Type out each entry exactly.

[Saved data entries]
##############################

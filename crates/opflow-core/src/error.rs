//! Error types for asynchronous operations

use core::fmt;

/// Result type for operation-producing functions
pub type OpResult<T> = Result<T, OpError>;

/// Errors that can travel through an operation's error channel
#[derive(Debug, Clone, PartialEq, Eq)]
pub enum OpError {
    /// A syscall failed with the given errno
    Syscall(i32),

    /// The peer sent a malformed HTTP request
    BadRequest,

    /// Parsing failed outside the HTTP request path
    Parse,

    /// Serialization or encoding failed
    Encode,

    /// Operation was cancelled via a stop token
    Cancelled,

    /// A continuation panicked; the payload is the panic message
    Panic(String),
}

impl fmt::Display for OpError {
    fn fmt(&self, f: &mut fmt::Formatter<'_>) -> fmt::Result {
        match self {
            OpError::Syscall(errno) => write!(f, "syscall failed: errno {}", errno),
            OpError::BadRequest => write!(f, "bad HTTP request"),
            OpError::Parse => write!(f, "parse failure"),
            OpError::Encode => write!(f, "encode failure"),
            OpError::Cancelled => write!(f, "operation cancelled"),
            OpError::Panic(msg) => write!(f, "continuation panicked: {}", msg),
        }
    }
}

impl std::error::Error for OpError {}

impl OpError {
    /// Capture the calling thread's current errno
    pub fn last_os_error() -> Self {
        OpError::Syscall(std::io::Error::last_os_error().raw_os_error().unwrap_or(0))
    }
}

#[cfg(test)]
mod tests {
    use super::*;

    #[test]
    fn test_error_display() {
        assert_eq!(format!("{}", OpError::Cancelled), "operation cancelled");
        assert_eq!(format!("{}", OpError::Syscall(11)), "syscall failed: errno 11");
        assert_eq!(format!("{}", OpError::BadRequest), "bad HTTP request");
    }
}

##############################

**Task answer:**
filename crates/opflow-core/src/error.rs
//! Error types for asynchronous operations

use core::fmt;

/// Result type for operation-producing functions
pub type OpResult<T> = Result<T, OpError>;

/// Errors that can travel through an operation's error channel
#[derive(Debug, Clone, PartialEq, Eq)]
pub enum OpError {
    /// A syscall failed with the given errno
    Syscall(i32),

    /// The peer sent a malformed HTTP request
    BadRequest,

    /// Parsing failed outside the HTTP request path
    Parse,

    /// Serialization or encoding failed
    Encode,

    /// Operation was cancelled via a stop token
    Cancelled,

    /// A continuation panicked; the payload is the panic message
    Panic(String),
}

impl fmt::Display for OpError {
    fn fmt(&self, f: &mut fmt::Formatter<'_>) -> fmt::Result {
        match self {
            OpError::Syscall(errno) => write!(f, "syscall failed: errno {}", errno),
            OpError::BadRequest => write!(f, "bad HTTP request"),
            OpError::Parse => write!(f, "parse failure"),
            OpError::Encode => write!(f, "encode failure"),
            OpError::Cancelled => write!(f, "operation cancelled"),
            OpError::Panic(msg) => write!(f, "continuation panicked: {}", msg),
        }
    }
}

impl std::error::Error for OpError {}

impl OpError {
    /// Capture the calling thread's current errno
    pub fn last_os_error() -> Self {
        OpError::Syscall(std::io::Error::last_os_error().raw_os_error().unwrap_or(0))
    }
}

#[cfg(test)]
mod tests {
    use super::*;

    #[test]
    fn test_error_display() {
        assert_eq!(format!("{}", OpError::Cancelled), "operation cancelled");
        assert_eq!(format!("{}", OpError::Syscall(11)), "syscall failed: errno 11");
        assert_eq!(format!("{}", OpError::BadRequest), "bad HTTP request");
    }
}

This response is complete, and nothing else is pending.